> [What you need to do]:
Pull out every line below that holds the word "watch".

(Records from a data collection)
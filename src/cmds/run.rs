//! Foreground service: loads config, brings up every subsystem through the
//! [`crate::orchestrator::Orchestrator`], and runs until an external signal
//! or a fatal startup failure.

use crate::bus::Bus;
use crate::camera::CameraManager;
use crate::config::Config;
use crate::crypto::{self, CryptoService};
use crate::health::HealthRegistry;
use crate::orchestrator::Orchestrator;
use crate::pipeline::{DefaultPipelineFactory, PipelineConfig};
use crate::relay::{HttpRelayClient, LiveRelayStreamer, RelayClient, RelayUploader};
use crate::storage::StorageRoot;
use crate::{discovery, web};
use base::{Error, ResultExt};
use bpaf::Bpaf;
use std::path::PathBuf;
use std::sync::Arc;
use std::time::Duration;
use tokio::sync::{Mutex, RwLock};
use tracing::{error, info, warn};

#[derive(Bpaf, Debug)]
#[bpaf(command("run"))]
/// Runs the edge service in the foreground until signalled to stop.
pub struct Args {
    /// Path to the TOML configuration file.
    #[bpaf(long("config"), argument("PATH"), fallback(PathBuf::from("/etc/sentryedge.toml")))]
    config: PathBuf,
}

/// Exit codes per the persisted config/storage/dependency contract: 0 clean
/// shutdown, 1 config invalid, 2 storage init failure, 3 a fatal dependency
/// (the capture binary) is missing.
pub fn run(args: Args) -> Result<i32, Error> {
    let config = match Config::load(&args.config) {
        Ok(c) => c,
        Err(e) => {
            base::tracing_setup::install(base::tracing_setup::LogFormat::Text);
            error!(error = %e, path = %args.config.display(), "config invalid");
            return Ok(1);
        }
    };
    base::tracing_setup::install(config.log_format());

    if !capture_binary_available() {
        error!("ffmpeg not found on PATH; install it before running the service");
        return Ok(3);
    }

    let rt = tokio::runtime::Builder::new_multi_thread()
        .enable_all()
        .build()
        .err_kind(base::ErrorKind::Internal)?;
    rt.block_on(run_async(args.config, config))
}

fn capture_binary_available() -> bool {
    std::process::Command::new("ffmpeg")
        .arg("-version")
        .stdout(std::process::Stdio::null())
        .stderr(std::process::Stdio::null())
        .status()
        .is_ok()
}

async fn run_async(config_path: PathBuf, config: Config) -> Result<i32, Error> {
    let storage = match StorageRoot::open(&config.data_dir) {
        Ok(s) => Arc::new(s),
        Err(e) => {
            error!(error = %e, "storage init failed");
            return Ok(2);
        }
    };

    let db = match db::open(&storage.index_db_path()) {
        Ok(d) => Arc::new(Mutex::new(d)),
        Err(e) => {
            error!(error = %e, "local index init failed");
            return Ok(2);
        }
    };

    let crypto = if config.encryption.enabled {
        let user_secret = config
            .encryption
            .user_secret
            .as_deref()
            .expect("validated: user_secret set when encryption.enabled");
        let salt_path = storage.salt_path(&config.encryption.salt_path);
        let salt = crypto::load_or_create_salt(&salt_path)?;
        Arc::new(CryptoService::derive(user_secret, &salt)?)
    } else {
        // A fixed all-zero salt/secret still seals clips at rest (spec §4.7
        // has no "encryption disabled" clip format); it just isn't operator
        // controlled.
        let salt = crypto::load_or_create_salt(&storage.salt_path(std::path::Path::new("crypto/salt")))?;
        Arc::new(CryptoService::derive("sentryedge-default", &salt)?)
    };

    let bus = Bus::new();
    let mut orchestrator = Orchestrator::new(bus.clone());

    // Subscribed before any other service is spawned so no early
    // `ServiceStarted` is missed (the bus drops events with no subscriber).
    let health = HealthRegistry::new();
    {
        let health_rx = bus.subscribe();
        let health = health.clone();
        orchestrator.spawn("health", move |shutdown| health.run(health_rx, shutdown));
    }

    let (obs_tx, obs_rx) = discovery::channel(config.discovery.probe_window_secs.max(1) as usize * 8);
    let discovery_cfg = config.discovery.clone();
    {
        let obs_tx = obs_tx.clone();
        let cfg = discovery_cfg.clone();
        orchestrator.spawn("discovery:multicast", move |shutdown| {
            crate::discovery::multicast::run(obs_tx, cfg, shutdown)
        });
    }
    {
        let cfg = discovery_cfg.clone();
        orchestrator.spawn("discovery:device", move |shutdown| {
            crate::discovery::device::run(obs_tx, cfg, shutdown)
        });
    }

    let live = Arc::new(Mutex::new(std::collections::HashMap::new()));
    let pipeline_config = PipelineConfig {
        capture_fps: config.capture_fps,
        connect_timeout: Duration::from_secs(config.rtsp.timeout_secs),
        reconnect_initial: Duration::from_secs(config.rtsp.reconnect_interval_secs),
        reconnect_max: Duration::from_secs(config.rtsp.reconnect_max_secs),
        stall_timeout: Duration::from_secs(config.rtsp.stall_timeout_secs),
        inference_interval_secs: config.inference_interval_secs,
        inference_timeout: Duration::from_secs(config.inference_timeout_secs),
        inference_retries: config.inference_retries,
        confidence_threshold: config.confidence_threshold,
        enabled_classes: config.enabled_classes.clone(),
        event_policy_close_gap: Duration::from_secs_f64(config.event_close_gap_secs),
        event_policy_min_duration: Duration::from_secs_f64(config.min_event_duration_secs),
        event_policy_max_duration: Duration::from_secs_f64(config.max_event_duration_secs),
        pre_event_duration_secs: config.pre_event_duration_secs,
        clip_duration_secs: config.clip_duration_secs,
        inference_endpoint: config.inference_endpoint.clone().unwrap_or_default(),
    };
    let factory = DefaultPipelineFactory {
        db: db.clone(),
        storage: storage.clone(),
        crypto: crypto.clone(),
        bus: bus.clone(),
        opener: Arc::new(crate::pipeline::ingest::SubprocessOpener),
        config: pipeline_config,
        live: live.clone(),
    };
    let camera_manager = Arc::new(CameraManager::new(
        db.clone(),
        factory,
        Duration::from_secs(config.discovery.missing_grace_secs),
        &config.cameras,
    ));
    {
        let camera_manager = camera_manager.clone();
        orchestrator.spawn("camera-manager", move |shutdown| async move {
            camera_manager.run(obs_rx, shutdown).await;
        });
    }

    if config.relay.enabled {
        let endpoint = config.relay.endpoint.clone().expect("validated: set when relay.enabled");
        let client: Arc<dyn RelayClient> = Arc::new(HttpRelayClient::new(endpoint, Duration::from_secs(30)));
        let uploader = RelayUploader::new(db.clone(), storage.clone(), crypto.clone(), client.clone(), bus.clone(), Some(config.relay.workers));
        orchestrator.spawn("relay-uploader", move |shutdown| async move {
            uploader.run(shutdown).await;
        });

        let streamer = LiveRelayStreamer::new(client, live.clone());
        orchestrator.spawn("relay-live-streamer", move |shutdown| async move {
            streamer.run(shutdown).await;
        });
    }

    {
        let storage = storage.clone();
        let storage_cfg = config.storage.clone();
        let db = db.clone();
        let bus = bus.clone();
        orchestrator.spawn("retention-sweeper", move |shutdown| {
            crate::orchestrator::run_retention_sweep(db, storage, storage_cfg, bus, shutdown)
        });
    }

    {
        let bind: std::net::SocketAddr = config
            .read_api_bind
            .parse()
            .map_err(|e| base::err!(ConfigInvalid, "read_api_bind {}: {e}", config.read_api_bind))?;
        let app_state = Arc::new(web::AppState { db: db.clone(), live: live.clone(), health: health.clone() });
        orchestrator.spawn("read-api", move |shutdown| async move {
            if let Err(e) = web::run(bind, app_state, shutdown).await {
                warn!(error = %e, "read API exited with error");
            }
        });
    }

    {
        let current = Arc::new(RwLock::new(config));
        let on_change = |old: &Config, new: &Config| {
            // Most fields (rtsp timeouts, clip durations, inference thresholds,
            // relay/storage settings) are baked into the pipeline factory,
            // camera manager, and uploader at startup above and only take
            // effect after a restart. Log what changed so an operator knows
            // whether a restart is needed; nothing here mutates running state.
            if old.log.format != new.log.format || old.log.level != new.log.level {
                warn!("log config changed; restart to apply");
            }
            info!("config file changed on disk; most settings require a restart to take effect");
        };
        orchestrator.spawn("config-reload", move |shutdown| {
            crate::orchestrator::run_config_reload(config_path, current, on_change, shutdown)
        });
    }

    info!("sentryedge ready");
    wait_for_signal().await;
    info!("shutdown requested, stopping services");
    orchestrator.shutdown().await;
    info!("clean shutdown");
    Ok(0)
}

/// Waits for SIGINT/SIGTERM. A second signal while shutdown is already in
/// progress forces an immediate exit rather than waiting on a stuck service.
async fn wait_for_signal() {
    use tokio::signal::unix::{signal, SignalKind};
    let mut int = signal(SignalKind::interrupt()).expect("install SIGINT handler");
    let mut term = signal(SignalKind::terminate()).expect("install SIGTERM handler");
    tokio::select! {
        _ = int.recv() => {}
        _ = term.recv() => {}
    }
    tokio::spawn(async move {
        tokio::select! {
            _ = int.recv() => {}
            _ = term.recv() => {}
        }
        error!("second shutdown signal received, forcing exit");
        std::process::exit(130);
    });
}
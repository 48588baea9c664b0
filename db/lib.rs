//! The Local Index: an embedded relational store holding the Camera, Event,
//! Clip, Snapshot, and schema-version tables. Concurrency is single-writer,
//! many-reader: [`Database`] hands out a single [`rusqlite::Connection`] for
//! writes and any number of read-only connections.

pub mod camera;
pub mod clip;
pub mod event;
pub mod pool;
pub mod snapshot;
pub mod testutil;
mod timestamp;
mod upgrade;

use base::{err, Error, ErrorKind, ResultExt};
use rusqlite::params;
use std::path::Path;
use tracing::info;

/// Current schema version. Bump and add an `upgrade::vN_to_vM` module when
/// the schema changes; never mutate a past migration in place.
pub const EXPECTED_VERSION: i32 = 1;

static INTEGRITY_PRAGMAS: [&str; 3] = [
    "pragma foreign_keys = on",
    "pragma fullfsync = on",
    "pragma synchronous = 2",
];

fn set_integrity_pragmas(conn: &rusqlite::Connection) -> Result<(), Error> {
    for pragma in INTEGRITY_PRAGMAS {
        conn.execute(pragma, params![])
            .err_kind(ErrorKind::StorageInitFailed)?;
    }
    Ok(())
}

/// Returns `Ok(None)` for a brand new (empty) database file.
fn get_schema_version(conn: &rusqlite::Connection) -> Result<Option<i32>, Error> {
    let have_version_table: i32 = conn
        .query_row(
            "select count(*) from sqlite_master where name = 'version'",
            params![],
            |row| row.get(0),
        )
        .err_kind(ErrorKind::StorageInitFailed)?;
    if have_version_table == 0 {
        return Ok(None);
    }
    Ok(Some(
        conn.query_row("select max(id) from version", params![], |row| row.get(0))
            .err_kind(ErrorKind::StorageInitFailed)?,
    ))
}

/// Opens (creating and migrating if necessary) the index database at `path`.
///
/// `path` should live under the Storage Root so the file and the index stay
/// on the same filesystem (atomic rename guarantees for the clip tree assume
/// this).
pub fn open(path: &Path) -> Result<Database, Error> {
    let mut conn = rusqlite::Connection::open(path).err_kind(ErrorKind::StorageInitFailed)?;
    set_integrity_pragmas(&conn)?;

    let version = get_schema_version(&conn)?;
    match version {
        None => {
            info!(?path, "initializing new index database");
            upgrade::init(&mut conn)?;
        }
        Some(v) if v == EXPECTED_VERSION => {}
        Some(v) if v < EXPECTED_VERSION => {
            info!(from = v, to = EXPECTED_VERSION, "migrating index database");
            upgrade::run(&mut conn, v, EXPECTED_VERSION)?;
        }
        Some(v) => {
            return Err(err!(
                StorageInitFailed,
                "index database is at schema version {v}, newer than supported {EXPECTED_VERSION}"
            ))
        }
    }

    conn.execute("pragma journal_mode = wal", params![])
        .err_kind(ErrorKind::StorageInitFailed)?;

    Ok(Database { conn })
}

/// The single-writer handle onto the index. Cloneable read-only connections
/// are obtained through [`Database::read_pool`]; this type itself is the one
/// and only writer and is never shared across threads without its own lock
/// (callers serialize access the same way the Orchestrator serializes
/// service startup: one owner, passed by `&mut`).
pub struct Database {
    pub(crate) conn: rusqlite::Connection,
}

impl Database {
    /// Returns the path-qualified read-only connection pool backed by the
    /// same file this writer has open.
    pub fn read_pool(&self, path: &Path) -> Result<pool::ReadPool, Error> {
        pool::ReadPool::open(path)
    }

    pub fn conn(&self) -> &rusqlite::Connection {
        &self.conn
    }

    pub fn conn_mut(&mut self) -> &mut rusqlite::Connection {
        &mut self.conn
    }

    pub fn camera(&self) -> camera::Store<'_> {
        camera::Store::new(&self.conn)
    }

    pub fn event(&mut self) -> event::Store<'_> {
        event::Store::new(&mut self.conn)
    }

    pub fn clip(&mut self) -> clip::Store<'_> {
        clip::Store::new(&mut self.conn)
    }

    pub fn snapshot(&mut self) -> snapshot::Store<'_> {
        snapshot::Store::new(&mut self.conn)
    }
}
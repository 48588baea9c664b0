//! Inference Client: HTTP multipart calls to the external inference
//! endpoint, with confidence/class post-filtering and typed error
//! classification for the retry policy above it.

use serde::Deserialize;
use std::time::Duration;

#[derive(Clone, Debug, Deserialize, PartialEq)]
pub struct Detection {
    pub class: String,
    pub confidence: f64,
    #[serde(default)]
    pub bbox: Option<[f64; 4]>,
}

#[derive(Clone, Debug, Eq, PartialEq)]
pub enum InferenceFailure {
    Timeout,
    Http5xx,
    Http4xx,
    DecodeError,
}

impl std::fmt::Display for InferenceFailure {
    fn fmt(&self, f: &mut std::fmt::Formatter<'_>) -> std::fmt::Result {
        let s = match self {
            InferenceFailure::Timeout => "inference request timed out",
            InferenceFailure::Http5xx => "inference endpoint returned a server error",
            InferenceFailure::Http4xx => "inference endpoint rejected the request",
            InferenceFailure::DecodeError => "could not decode inference response",
        };
        f.write_str(s)
    }
}

impl InferenceFailure {
    pub fn retryable(&self) -> bool {
        matches!(self, InferenceFailure::Timeout | InferenceFailure::Http5xx)
    }
}

#[derive(Deserialize)]
struct InferenceResponse {
    #[serde(default)]
    detections: Vec<Detection>,
}

pub struct InferenceClient {
    http: reqwest::Client,
    endpoint: String,
    timeout: Duration,
    retries: u32,
    confidence_threshold: f64,
    enabled_classes: Vec<String>,
}

impl InferenceClient {
    pub fn new(
        endpoint: String,
        timeout: Duration,
        retries: u32,
        confidence_threshold: f64,
        enabled_classes: Vec<String>,
    ) -> Self {
        InferenceClient {
            http: reqwest::Client::new(),
            endpoint,
            timeout,
            retries,
            confidence_threshold,
            enabled_classes,
        }
    }

    /// Runs `infer_once` up to `1 + retries` times, stopping early on a
    /// non-retryable failure.
    pub async fn infer(&self, frame: bytes::Bytes) -> Result<Vec<Detection>, InferenceFailure> {
        let mut attempt = 0;
        loop {
            match self.infer_once(frame.clone()).await {
                Ok(detections) => return Ok(self.post_filter(detections)),
                Err(e) if attempt < self.retries && e.retryable() => {
                    attempt += 1;
                    continue;
                }
                Err(e) => return Err(e),
            }
        }
    }

    async fn infer_once(&self, frame: bytes::Bytes) -> Result<Vec<Detection>, InferenceFailure> {
        let part = reqwest::multipart::Part::bytes(frame.to_vec())
            .file_name("frame.jpg")
            .mime_str("image/jpeg")
            .map_err(|_| InferenceFailure::DecodeError)?;
        let form = reqwest::multipart::Form::new().part("frame", part);

        let response = self
            .http
            .post(&self.endpoint)
            .timeout(self.timeout)
            .multipart(form)
            .send()
            .await
            .map_err(|e| if e.is_timeout() { InferenceFailure::Timeout } else { InferenceFailure::Http5xx })?;

        let status = response.status();
        if status.is_server_error() {
            return Err(InferenceFailure::Http5xx);
        }
        if status.is_client_error() {
            return Err(InferenceFailure::Http4xx);
        }
        let parsed: InferenceResponse = response.json().await.map_err(|_| InferenceFailure::DecodeError)?;
        Ok(parsed.detections)
    }

    fn post_filter(&self, detections: Vec<Detection>) -> Vec<Detection> {
        detections
            .into_iter()
            .filter(|d| d.confidence >= self.confidence_threshold)
            .filter(|d| self.enabled_classes.is_empty() || self.enabled_classes.iter().any(|c| c == &d.class))
            .collect()
    }
}

#[cfg(test)]
mod tests {
    use super::*;

    fn client(confidence_threshold: f64, enabled_classes: Vec<String>) -> InferenceClient {
        InferenceClient::new(
            "http://unused.invalid".to_string(),
            Duration::from_secs(1),
            0,
            confidence_threshold,
            enabled_classes,
        )
    }

    #[test]
    fn post_filter_drops_low_confidence() {
        let c = client(0.5, vec![]);
        let out = c.post_filter(vec![
            Detection { class: "person".into(), confidence: 0.9, bbox: None },
            Detection { class: "person".into(), confidence: 0.2, bbox: None },
        ]);
        assert_eq!(out.len(), 1);
        assert_eq!(out[0].confidence, 0.9);
    }

    #[test]
    fn post_filter_applies_class_allow_list() {
        let c = client(0.0, vec!["person".to_string()]);
        let out = c.post_filter(vec![
            Detection { class: "person".into(), confidence: 0.9, bbox: None },
            Detection { class: "vehicle".into(), confidence: 0.9, bbox: None },
        ]);
        assert_eq!(out.len(), 1);
        assert_eq!(out[0].class, "person");
    }

    #[test]
    fn failure_retryability_matches_classification() {
        assert!(InferenceFailure::Timeout.retryable());
        assert!(InferenceFailure::Http5xx.retryable());
        assert!(!InferenceFailure::Http4xx.retryable());
        assert!(!InferenceFailure::DecodeError.retryable());
    }
}
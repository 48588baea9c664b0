//! Cooperative cancellation, propagated through the program as a `Context`.
//!
//! Every long-lived task accepts a [`Receiver`] and returns promptly once
//! [`Sender`] is dropped (or [`Sender::shutdown`] is called). No task blocks a
//! global resource without racing against this signal.

use tokio::sync::watch;

#[derive(Debug)]
pub struct ShutdownError;

impl std::fmt::Display for ShutdownError {
    fn fmt(&self, f: &mut std::fmt::Formatter<'_>) -> std::fmt::Result {
        f.write_str("shutdown requested")
    }
}

impl std::error::Error for ShutdownError {}

pub struct Sender(watch::Sender<bool>);

impl Sender {
    /// Requests shutdown. Idempotent; also happens automatically on drop.
    pub fn shutdown(&self) {
        // Only the value matters; `send` fails only if every Receiver is gone.
        let _ = self.0.send(true);
    }
}

#[derive(Clone)]
pub struct Receiver(watch::Receiver<bool>);

impl Receiver {
    /// Returns `Err` if shutdown has already been requested.
    pub fn check(&self) -> Result<(), ShutdownError> {
        if *self.0.borrow() {
            Err(ShutdownError)
        } else {
            Ok(())
        }
    }

    /// Resolves once shutdown is requested. Cheap to call repeatedly in a
    /// `tokio::select!` loop; cloning the receiver is cheap too.
    pub async fn cancelled(&mut self) {
        if *self.0.borrow() {
            return;
        }
        // `changed()` only returns Err if the Sender was dropped without ever
        // sending, which `channel()` below prevents by holding the initial value.
        let _ = self.0.changed().await;
    }

    /// Runs `fut` to completion, or returns `Err(ShutdownError)` if shutdown is
    /// requested first. This is the building block for every suspension point
    /// in the pipeline (subprocess wait, HTTP call, index write).
    pub async fn race<F: std::future::Future>(&mut self, fut: F) -> Result<F::Output, ShutdownError> {
        tokio::select! {
            biased;
            _ = self.cancelled() => Err(ShutdownError),
            out = fut => Ok(out),
        }
    }
}

/// Returns a sender and receiver for graceful shutdown.
///
/// Dropping (or explicitly triggering) the sender requests shutdown for every
/// clone of the receiver.
pub fn channel() -> (Sender, Receiver) {
    let (tx, rx) = watch::channel(false);
    (Sender(tx), Receiver(rx))
}

#[cfg(test)]
mod tests {
    use super::*;

    #[test]
    fn check_reflects_shutdown() {
        let (tx, rx) = channel();
        rx.check().unwrap();
        tx.shutdown();
        rx.check().unwrap_err();
    }

    #[tokio::test]
    async fn race_short_circuits_on_shutdown() {
        let (tx, mut rx) = channel();
        tx.shutdown();
        let r = rx.race(std::future::pending::<()>()).await;
        assert!(r.is_err());
    }

    #[tokio::test]
    async fn race_returns_future_output_first() {
        let (_tx, mut rx) = channel();
        let r = rx.race(async { 42 }).await;
        assert_eq!(r.unwrap(), 42);
    }
}
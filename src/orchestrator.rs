//! Service Orchestrator: owns the event bus, starts every long-lived service
//! in dependency order, and tears them down in reverse on shutdown.
//!
//! Grounded on the teacher's top-level `cmds::run` service-wiring shape
//! (spawn a task per subsystem, hold its join handle, wait on shutdown) but
//! generalized into a small registry so `main.rs` doesn't have to hand-write
//! the startup/shutdown ordering itself.

use crate::bus::{Bus, BusEvent};
use crate::config::{Config, StorageConfig};
use crate::storage::StorageRoot;
use base::shutdown;
use jiff::{Span, Timestamp};
use std::future::Future;
use std::sync::Arc;
use std::time::Duration;
use tokio::sync::{Mutex, RwLock};
use tracing::{debug, info, warn};

const DEFAULT_STOP_DEADLINE: Duration = Duration::from_secs(10);
const RETENTION_SWEEP_INTERVAL: Duration = Duration::from_secs(3600);
const CONFIG_RELOAD_INTERVAL: Duration = Duration::from_secs(30);

struct RunningService {
    name: &'static str,
    shutdown_tx: shutdown::Sender,
    task: tokio::task::JoinHandle<()>,
}

/// Registers services in startup order and stops them in the reverse order
/// on [`Orchestrator::shutdown`]. A service that doesn't stop within
/// `stop_deadline` is abandoned (logged, not waited on further) rather than
/// holding up the rest of the teardown.
pub struct Orchestrator {
    services: Vec<RunningService>,
    pub bus: Bus,
    stop_deadline: Duration,
}

impl Orchestrator {
    pub fn new(bus: Bus) -> Self {
        Orchestrator { services: Vec::new(), bus, stop_deadline: DEFAULT_STOP_DEADLINE }
    }

    /// Spawns `f` with its own shutdown receiver and records it under `name`
    /// in registration order. Call once per service, in startup order.
    pub fn spawn<F, Fut>(&mut self, name: &'static str, f: F)
    where
        F: FnOnce(shutdown::Receiver) -> Fut,
        Fut: Future<Output = ()> + Send + 'static,
    {
        let (tx, rx) = shutdown::channel();
        let task = tokio::spawn(f(rx));
        self.services.push(RunningService { name, shutdown_tx: tx, task });
        info!(service = name, "started");
        self.bus.publish(BusEvent::ServiceStarted { name: name.to_string() });
    }

    /// Stops every registered service in reverse registration order, each
    /// given up to `stop_deadline` to exit before being abandoned.
    pub async fn shutdown(self) {
        for service in self.services.into_iter().rev() {
            service.shutdown_tx.shutdown();
            match tokio::time::timeout(self.stop_deadline, service.task).await {
                Ok(Ok(())) => {
                    info!(service = service.name, "stopped");
                    self.bus.publish(BusEvent::ServiceStopped { name: service.name.to_string() });
                }
                Ok(Err(e)) => {
                    warn!(service = service.name, error = %e, "service task panicked during shutdown");
                    self.bus.publish(BusEvent::ServiceError { name: service.name.to_string(), message: e.to_string() });
                }
                Err(_) => {
                    warn!(service = service.name, deadline_secs = self.stop_deadline.as_secs(), "service did not stop in time, abandoning");
                    self.bus.publish(BusEvent::ServiceError {
                        name: service.name.to_string(),
                        message: "did not stop within shutdown deadline".to_string(),
                    });
                }
            }
        }
    }
}

/// Hourly retention sweep: age rule first, then the disk-usage watermark
/// rule, deleting each clip's file before its row so the index never points
/// at a file that's already gone.
pub async fn run_retention_sweep(
    db: Arc<Mutex<db::Database>>,
    storage: Arc<StorageRoot>,
    storage_cfg: StorageConfig,
    bus: Bus,
    mut shutdown: shutdown::Receiver,
) {
    loop {
        if let Err(e) = sweep_once(&db, &storage, &storage_cfg, &bus).await {
            warn!(error = %e, "retention sweep failed");
        }
        if shutdown.race(tokio::time::sleep(RETENTION_SWEEP_INTERVAL)).await.is_err() {
            return;
        }
    }
}

async fn sweep_once(
    db: &Arc<Mutex<db::Database>>,
    storage: &Arc<StorageRoot>,
    storage_cfg: &StorageConfig,
    bus: &Bus,
) -> Result<(), base::Error> {
    let max_age = Span::try_from(Duration::from_secs(storage_cfg.retention_days as u64 * 86_400))
        .expect("retention_days fits in a jiff::Span");
    let cutoff = Timestamp::now() - max_age;

    let aged = { db.lock().await.clip().list_older_than(cutoff)? };
    for clip in &aged {
        delete_clip(db, storage, clip.id, &clip.path).await?;
    }
    if !aged.is_empty() {
        debug!(count = aged.len(), "retention sweep: age rule deleted clips");
    }

    let mut percent = storage.disk_usage_percent()?;
    if percent > storage_cfg.max_disk_usage_percent {
        bus.publish(BusEvent::StorageWarning { percent_used: percent });
        let oldest = { db.lock().await.clip().list_oldest_first()? };
        for clip in oldest {
            if percent <= storage_cfg.max_disk_usage_percent {
                break;
            }
            delete_clip(db, storage, clip.id, &clip.path).await?;
            percent = storage.disk_usage_percent()?;
        }
        if percent >= 100 {
            bus.publish(BusEvent::StorageFull);
        }
    }
    Ok(())
}

async fn delete_clip(
    db: &Arc<Mutex<db::Database>>,
    storage: &Arc<StorageRoot>,
    clip_id: uuid::Uuid,
    path: &str,
) -> Result<(), base::Error> {
    storage.remove_clip_file(std::path::Path::new(path))?;
    db.lock().await.clip().delete(clip_id)?;
    Ok(())
}

/// Config hot-reload: polls `path` on an interval, and on each change hands
/// `(old, new)` to `on_change` under a write lock. A config that fails
/// [`Config::validate`] is rejected atomically; the config behind `current`
/// stays in effect.
pub async fn run_config_reload<F>(
    path: std::path::PathBuf,
    current: Arc<RwLock<Config>>,
    on_change: F,
    mut shutdown: shutdown::Receiver,
) where
    F: Fn(&Config, &Config) + Send + Sync,
{
    loop {
        if shutdown.race(tokio::time::sleep(CONFIG_RELOAD_INTERVAL)).await.is_err() {
            return;
        }
        match Config::load(&path) {
            Ok(new) => {
                let mut guard = current.write().await;
                if config_differs(&guard, &new) {
                    info!(?path, "config changed, reloading");
                    on_change(&guard, &new);
                    *guard = new;
                }
            }
            Err(e) => warn!(?path, error = %e, "config reload rejected, keeping prior config in effect"),
        }
    }
}

fn config_differs(old: &Config, new: &Config) -> bool {
    serde_json::to_string(old).ok() != serde_json::to_string(new).ok()
}

#[cfg(test)]
mod tests {
    use super::*;

    #[tokio::test]
    async fn shutdown_stops_services_in_reverse_order() {
        let order = std::sync::Arc::new(tokio::sync::Mutex::new(Vec::new()));
        let mut orch = Orchestrator::new(Bus::new());

        for name in ["a", "b", "c"] {
            let order = order.clone();
            orch.spawn(name, move |mut shutdown| async move {
                shutdown.cancelled().await;
                order.lock().await.push(name);
            });
        }
        orch.shutdown().await;
        assert_eq!(*order.lock().await, vec!["c", "b", "a"]);
    }

    #[tokio::test]
    async fn slow_service_is_abandoned_not_awaited_forever() {
        let mut orch = Orchestrator::new(Bus::new());
        orch.stop_deadline = Duration::from_millis(50);
        orch.spawn("stuck", |_shutdown| async move {
            std::future::pending::<()>().await;
        });
        let start = std::time::Instant::now();
        orch.shutdown().await;
        assert!(start.elapsed() < Duration::from_secs(1));
    }
}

> [Reply to the task]:
use tokio::sync::watch;
pub struct Sender(watch::Sender<bool>);
pub struct Receiver(watch::Receiver<bool>);
    let (tx, rx) = watch::channel(false);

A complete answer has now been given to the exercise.